Extract each line of the records below that contains the word "rootFolder".

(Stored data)

---

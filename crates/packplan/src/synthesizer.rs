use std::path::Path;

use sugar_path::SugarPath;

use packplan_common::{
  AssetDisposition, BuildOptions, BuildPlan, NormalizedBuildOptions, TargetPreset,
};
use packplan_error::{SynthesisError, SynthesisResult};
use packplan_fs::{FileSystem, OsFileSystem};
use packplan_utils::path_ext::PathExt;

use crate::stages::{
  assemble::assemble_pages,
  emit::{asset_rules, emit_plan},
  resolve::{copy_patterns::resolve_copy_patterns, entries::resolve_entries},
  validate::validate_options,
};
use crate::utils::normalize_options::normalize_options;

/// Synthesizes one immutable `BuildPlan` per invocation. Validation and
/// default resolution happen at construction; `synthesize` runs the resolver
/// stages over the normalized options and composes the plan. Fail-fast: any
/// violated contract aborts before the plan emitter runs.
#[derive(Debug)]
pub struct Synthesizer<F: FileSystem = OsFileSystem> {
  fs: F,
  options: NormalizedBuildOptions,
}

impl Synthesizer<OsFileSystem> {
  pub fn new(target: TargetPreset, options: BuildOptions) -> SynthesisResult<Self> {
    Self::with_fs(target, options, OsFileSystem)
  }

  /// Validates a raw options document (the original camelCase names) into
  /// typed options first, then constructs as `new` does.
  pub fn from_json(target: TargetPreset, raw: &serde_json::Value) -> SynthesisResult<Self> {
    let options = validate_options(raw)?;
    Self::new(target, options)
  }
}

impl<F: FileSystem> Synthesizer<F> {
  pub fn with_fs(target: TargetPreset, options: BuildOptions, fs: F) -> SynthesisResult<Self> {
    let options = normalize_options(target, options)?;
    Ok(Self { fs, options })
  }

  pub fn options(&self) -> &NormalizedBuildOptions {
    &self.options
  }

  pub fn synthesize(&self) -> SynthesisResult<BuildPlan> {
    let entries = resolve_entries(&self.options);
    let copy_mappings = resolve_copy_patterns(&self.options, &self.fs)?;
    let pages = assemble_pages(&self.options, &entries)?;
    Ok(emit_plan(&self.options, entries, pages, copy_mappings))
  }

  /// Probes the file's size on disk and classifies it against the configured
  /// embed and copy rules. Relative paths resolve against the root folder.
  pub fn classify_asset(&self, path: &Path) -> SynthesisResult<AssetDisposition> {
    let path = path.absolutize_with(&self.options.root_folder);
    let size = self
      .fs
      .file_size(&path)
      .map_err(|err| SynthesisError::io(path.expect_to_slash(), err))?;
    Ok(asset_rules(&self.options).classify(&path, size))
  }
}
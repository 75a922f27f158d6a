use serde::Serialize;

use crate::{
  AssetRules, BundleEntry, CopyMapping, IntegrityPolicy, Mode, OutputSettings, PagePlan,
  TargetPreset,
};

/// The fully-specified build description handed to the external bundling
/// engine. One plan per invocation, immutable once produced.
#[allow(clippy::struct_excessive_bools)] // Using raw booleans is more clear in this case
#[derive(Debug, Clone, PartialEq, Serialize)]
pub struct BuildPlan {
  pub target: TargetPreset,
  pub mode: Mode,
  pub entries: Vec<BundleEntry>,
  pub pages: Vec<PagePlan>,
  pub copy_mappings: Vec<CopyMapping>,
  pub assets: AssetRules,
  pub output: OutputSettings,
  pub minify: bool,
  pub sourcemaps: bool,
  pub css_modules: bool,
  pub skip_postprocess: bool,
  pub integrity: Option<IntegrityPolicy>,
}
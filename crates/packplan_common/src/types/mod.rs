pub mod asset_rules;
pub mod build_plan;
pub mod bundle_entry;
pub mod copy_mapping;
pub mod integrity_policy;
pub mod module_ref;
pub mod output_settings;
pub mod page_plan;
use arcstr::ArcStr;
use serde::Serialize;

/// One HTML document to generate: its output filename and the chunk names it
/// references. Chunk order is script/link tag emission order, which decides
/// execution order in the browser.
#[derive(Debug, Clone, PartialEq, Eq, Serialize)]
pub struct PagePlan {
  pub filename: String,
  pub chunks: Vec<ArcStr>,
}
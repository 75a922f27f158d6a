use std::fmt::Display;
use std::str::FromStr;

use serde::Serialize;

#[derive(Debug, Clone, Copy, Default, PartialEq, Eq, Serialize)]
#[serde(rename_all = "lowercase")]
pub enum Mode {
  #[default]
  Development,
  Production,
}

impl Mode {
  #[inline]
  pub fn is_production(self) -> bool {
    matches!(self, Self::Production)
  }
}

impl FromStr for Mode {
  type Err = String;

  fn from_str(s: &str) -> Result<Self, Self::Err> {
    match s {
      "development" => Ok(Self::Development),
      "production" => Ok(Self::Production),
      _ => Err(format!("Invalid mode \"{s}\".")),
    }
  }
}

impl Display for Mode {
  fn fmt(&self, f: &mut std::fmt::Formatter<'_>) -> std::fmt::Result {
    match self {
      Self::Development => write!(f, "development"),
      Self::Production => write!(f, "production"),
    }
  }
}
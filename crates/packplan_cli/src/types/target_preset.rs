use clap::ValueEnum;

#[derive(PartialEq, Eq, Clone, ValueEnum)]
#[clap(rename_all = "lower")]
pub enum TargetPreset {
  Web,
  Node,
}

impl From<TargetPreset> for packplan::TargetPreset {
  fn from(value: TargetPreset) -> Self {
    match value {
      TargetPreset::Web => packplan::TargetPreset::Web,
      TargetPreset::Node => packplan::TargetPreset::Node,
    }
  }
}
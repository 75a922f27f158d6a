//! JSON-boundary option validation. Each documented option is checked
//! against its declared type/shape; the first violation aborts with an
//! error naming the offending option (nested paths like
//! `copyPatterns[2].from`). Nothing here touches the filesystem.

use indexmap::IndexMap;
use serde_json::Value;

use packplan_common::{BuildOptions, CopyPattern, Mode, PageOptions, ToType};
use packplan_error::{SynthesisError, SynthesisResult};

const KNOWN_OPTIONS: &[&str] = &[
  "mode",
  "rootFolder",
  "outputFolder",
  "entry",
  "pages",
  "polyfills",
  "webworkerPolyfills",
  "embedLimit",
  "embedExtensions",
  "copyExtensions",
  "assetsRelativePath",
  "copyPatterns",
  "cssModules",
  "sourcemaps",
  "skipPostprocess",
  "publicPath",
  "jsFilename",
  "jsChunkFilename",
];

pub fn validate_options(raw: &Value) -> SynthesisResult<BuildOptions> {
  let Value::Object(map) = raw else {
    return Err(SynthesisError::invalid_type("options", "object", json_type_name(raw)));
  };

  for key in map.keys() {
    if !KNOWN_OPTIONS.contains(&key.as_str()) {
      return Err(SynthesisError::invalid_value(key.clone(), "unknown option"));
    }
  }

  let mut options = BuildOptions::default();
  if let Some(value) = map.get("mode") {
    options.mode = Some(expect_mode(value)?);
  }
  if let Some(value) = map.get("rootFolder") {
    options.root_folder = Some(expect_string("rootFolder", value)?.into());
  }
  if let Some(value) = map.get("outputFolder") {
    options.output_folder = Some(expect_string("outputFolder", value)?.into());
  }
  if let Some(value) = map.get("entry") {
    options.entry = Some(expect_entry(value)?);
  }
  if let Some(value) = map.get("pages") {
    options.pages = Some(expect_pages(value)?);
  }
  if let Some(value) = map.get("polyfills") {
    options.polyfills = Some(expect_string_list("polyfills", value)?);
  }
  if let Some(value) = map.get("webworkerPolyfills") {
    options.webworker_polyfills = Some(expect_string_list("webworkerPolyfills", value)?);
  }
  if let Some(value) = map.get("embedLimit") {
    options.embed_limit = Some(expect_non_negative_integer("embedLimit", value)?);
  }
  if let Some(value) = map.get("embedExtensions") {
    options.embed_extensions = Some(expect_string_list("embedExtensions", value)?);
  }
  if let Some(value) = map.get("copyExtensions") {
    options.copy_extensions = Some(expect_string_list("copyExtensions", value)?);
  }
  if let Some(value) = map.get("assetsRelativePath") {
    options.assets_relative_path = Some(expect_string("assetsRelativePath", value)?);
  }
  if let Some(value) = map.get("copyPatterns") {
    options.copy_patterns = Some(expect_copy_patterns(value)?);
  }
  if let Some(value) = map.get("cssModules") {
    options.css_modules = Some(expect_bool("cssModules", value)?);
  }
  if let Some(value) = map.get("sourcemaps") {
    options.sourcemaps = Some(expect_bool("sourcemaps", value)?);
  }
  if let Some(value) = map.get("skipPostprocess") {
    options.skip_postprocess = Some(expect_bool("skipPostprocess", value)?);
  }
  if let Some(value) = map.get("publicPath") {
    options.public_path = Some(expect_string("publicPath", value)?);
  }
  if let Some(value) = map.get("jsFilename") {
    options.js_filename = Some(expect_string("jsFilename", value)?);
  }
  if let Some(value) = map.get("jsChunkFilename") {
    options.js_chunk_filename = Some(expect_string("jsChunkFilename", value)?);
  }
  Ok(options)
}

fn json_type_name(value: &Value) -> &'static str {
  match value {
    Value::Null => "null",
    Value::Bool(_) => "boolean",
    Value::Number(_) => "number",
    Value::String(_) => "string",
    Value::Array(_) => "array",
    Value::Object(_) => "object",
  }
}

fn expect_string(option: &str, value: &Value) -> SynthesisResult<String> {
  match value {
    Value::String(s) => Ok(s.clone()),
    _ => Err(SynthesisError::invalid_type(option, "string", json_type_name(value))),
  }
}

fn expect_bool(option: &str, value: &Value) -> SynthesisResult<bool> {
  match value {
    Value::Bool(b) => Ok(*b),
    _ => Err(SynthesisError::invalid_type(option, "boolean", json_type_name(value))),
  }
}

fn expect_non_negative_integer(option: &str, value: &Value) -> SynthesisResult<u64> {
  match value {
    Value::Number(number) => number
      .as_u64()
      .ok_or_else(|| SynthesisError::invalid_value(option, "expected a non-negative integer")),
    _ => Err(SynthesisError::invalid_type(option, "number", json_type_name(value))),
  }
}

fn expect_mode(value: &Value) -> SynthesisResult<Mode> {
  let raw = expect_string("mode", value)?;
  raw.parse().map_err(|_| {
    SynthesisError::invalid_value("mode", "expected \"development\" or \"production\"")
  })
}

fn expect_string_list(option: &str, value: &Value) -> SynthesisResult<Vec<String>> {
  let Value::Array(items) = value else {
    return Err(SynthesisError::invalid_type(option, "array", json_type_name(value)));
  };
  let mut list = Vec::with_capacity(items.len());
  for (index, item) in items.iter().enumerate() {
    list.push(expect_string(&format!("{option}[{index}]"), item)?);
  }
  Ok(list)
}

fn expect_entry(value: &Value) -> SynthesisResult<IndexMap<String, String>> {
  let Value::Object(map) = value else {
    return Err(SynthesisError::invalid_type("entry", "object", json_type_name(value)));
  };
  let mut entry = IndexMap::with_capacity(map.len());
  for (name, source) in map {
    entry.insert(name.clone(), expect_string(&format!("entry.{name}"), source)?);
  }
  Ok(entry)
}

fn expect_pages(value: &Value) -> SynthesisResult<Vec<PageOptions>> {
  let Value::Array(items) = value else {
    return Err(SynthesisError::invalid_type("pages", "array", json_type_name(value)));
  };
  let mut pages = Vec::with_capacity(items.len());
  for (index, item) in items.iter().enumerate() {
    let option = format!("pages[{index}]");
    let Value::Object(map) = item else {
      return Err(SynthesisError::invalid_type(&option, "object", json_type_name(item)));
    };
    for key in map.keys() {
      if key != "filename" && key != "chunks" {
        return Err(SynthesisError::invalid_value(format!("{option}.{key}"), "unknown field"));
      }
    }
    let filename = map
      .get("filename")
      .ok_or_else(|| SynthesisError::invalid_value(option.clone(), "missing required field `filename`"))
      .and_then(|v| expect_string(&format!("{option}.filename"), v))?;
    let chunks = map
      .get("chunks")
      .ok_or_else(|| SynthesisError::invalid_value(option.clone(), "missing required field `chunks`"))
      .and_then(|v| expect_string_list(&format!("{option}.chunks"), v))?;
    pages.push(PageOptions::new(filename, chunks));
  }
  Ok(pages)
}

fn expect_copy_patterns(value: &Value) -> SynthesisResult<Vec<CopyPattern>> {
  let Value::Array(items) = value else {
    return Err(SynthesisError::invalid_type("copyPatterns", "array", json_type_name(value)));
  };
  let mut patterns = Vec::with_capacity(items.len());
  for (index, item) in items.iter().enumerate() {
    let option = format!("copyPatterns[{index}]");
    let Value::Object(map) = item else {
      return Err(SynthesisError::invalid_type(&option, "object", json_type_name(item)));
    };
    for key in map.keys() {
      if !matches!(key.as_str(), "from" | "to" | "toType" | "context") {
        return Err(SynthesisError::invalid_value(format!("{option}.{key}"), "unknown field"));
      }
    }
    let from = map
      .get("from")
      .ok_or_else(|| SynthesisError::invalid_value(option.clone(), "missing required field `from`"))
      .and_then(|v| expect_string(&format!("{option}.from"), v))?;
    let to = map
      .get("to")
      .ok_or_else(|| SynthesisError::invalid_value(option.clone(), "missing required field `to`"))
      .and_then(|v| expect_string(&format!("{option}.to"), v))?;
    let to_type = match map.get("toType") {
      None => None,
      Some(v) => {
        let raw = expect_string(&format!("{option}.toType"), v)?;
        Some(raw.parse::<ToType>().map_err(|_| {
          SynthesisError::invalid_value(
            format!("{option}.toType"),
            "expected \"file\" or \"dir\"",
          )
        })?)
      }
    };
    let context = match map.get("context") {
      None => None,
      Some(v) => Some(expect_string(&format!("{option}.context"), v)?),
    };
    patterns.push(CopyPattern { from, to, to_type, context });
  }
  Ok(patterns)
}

---

Task result:
  "rootFolder",
  if let Some(value) = map.get("rootFolder") {
    options.root_folder = Some(expect_string("rootFolder", value)?.into());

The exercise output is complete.